**WHAT IS REQUIRED**
Below is some data. Retype exactly the lines starting at the one with "pub fn passage(self)" and ending at the one with "Resolve sequence position".

**WORKING DATA**
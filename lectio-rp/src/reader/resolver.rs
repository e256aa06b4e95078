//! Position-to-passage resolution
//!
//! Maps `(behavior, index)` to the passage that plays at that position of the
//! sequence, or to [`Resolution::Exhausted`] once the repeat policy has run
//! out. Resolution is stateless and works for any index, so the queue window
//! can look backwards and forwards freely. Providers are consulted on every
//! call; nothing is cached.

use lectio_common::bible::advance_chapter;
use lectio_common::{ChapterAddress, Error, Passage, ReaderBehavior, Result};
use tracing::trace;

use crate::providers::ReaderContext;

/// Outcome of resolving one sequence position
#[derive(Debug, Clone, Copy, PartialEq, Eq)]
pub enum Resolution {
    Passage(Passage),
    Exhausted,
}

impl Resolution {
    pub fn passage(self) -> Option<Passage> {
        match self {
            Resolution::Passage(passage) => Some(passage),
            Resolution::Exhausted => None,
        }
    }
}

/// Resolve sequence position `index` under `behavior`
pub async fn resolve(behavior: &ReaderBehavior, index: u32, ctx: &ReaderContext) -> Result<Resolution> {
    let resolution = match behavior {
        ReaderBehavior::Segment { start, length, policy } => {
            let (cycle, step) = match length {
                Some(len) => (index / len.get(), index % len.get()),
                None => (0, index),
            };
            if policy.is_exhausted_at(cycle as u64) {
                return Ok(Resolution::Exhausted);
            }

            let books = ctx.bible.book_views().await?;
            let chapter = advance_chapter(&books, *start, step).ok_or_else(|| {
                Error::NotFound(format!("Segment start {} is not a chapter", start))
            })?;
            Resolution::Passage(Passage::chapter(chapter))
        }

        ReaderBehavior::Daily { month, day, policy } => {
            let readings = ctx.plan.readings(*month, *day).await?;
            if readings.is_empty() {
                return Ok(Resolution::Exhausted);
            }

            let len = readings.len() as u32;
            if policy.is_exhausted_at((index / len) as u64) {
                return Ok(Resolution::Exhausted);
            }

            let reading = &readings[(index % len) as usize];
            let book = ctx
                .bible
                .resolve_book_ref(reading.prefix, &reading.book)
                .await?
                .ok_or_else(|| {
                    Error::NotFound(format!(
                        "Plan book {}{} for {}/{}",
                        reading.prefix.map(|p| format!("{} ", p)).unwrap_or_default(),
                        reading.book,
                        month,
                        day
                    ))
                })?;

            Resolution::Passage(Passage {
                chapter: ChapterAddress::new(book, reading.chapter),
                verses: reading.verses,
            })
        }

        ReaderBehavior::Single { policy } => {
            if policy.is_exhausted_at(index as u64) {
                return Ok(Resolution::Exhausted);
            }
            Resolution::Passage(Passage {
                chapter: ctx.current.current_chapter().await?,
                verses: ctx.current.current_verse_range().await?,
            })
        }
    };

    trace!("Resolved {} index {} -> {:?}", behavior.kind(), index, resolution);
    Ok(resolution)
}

**RESULT OF THE EXERCISE**
    pub fn passage(self) -> Option<Passage> {
        match self {
            Resolution::Passage(passage) => Some(passage),
            Resolution::Exhausted => None,
        }
    }
}

/// Resolve sequence position `index` under `behavior`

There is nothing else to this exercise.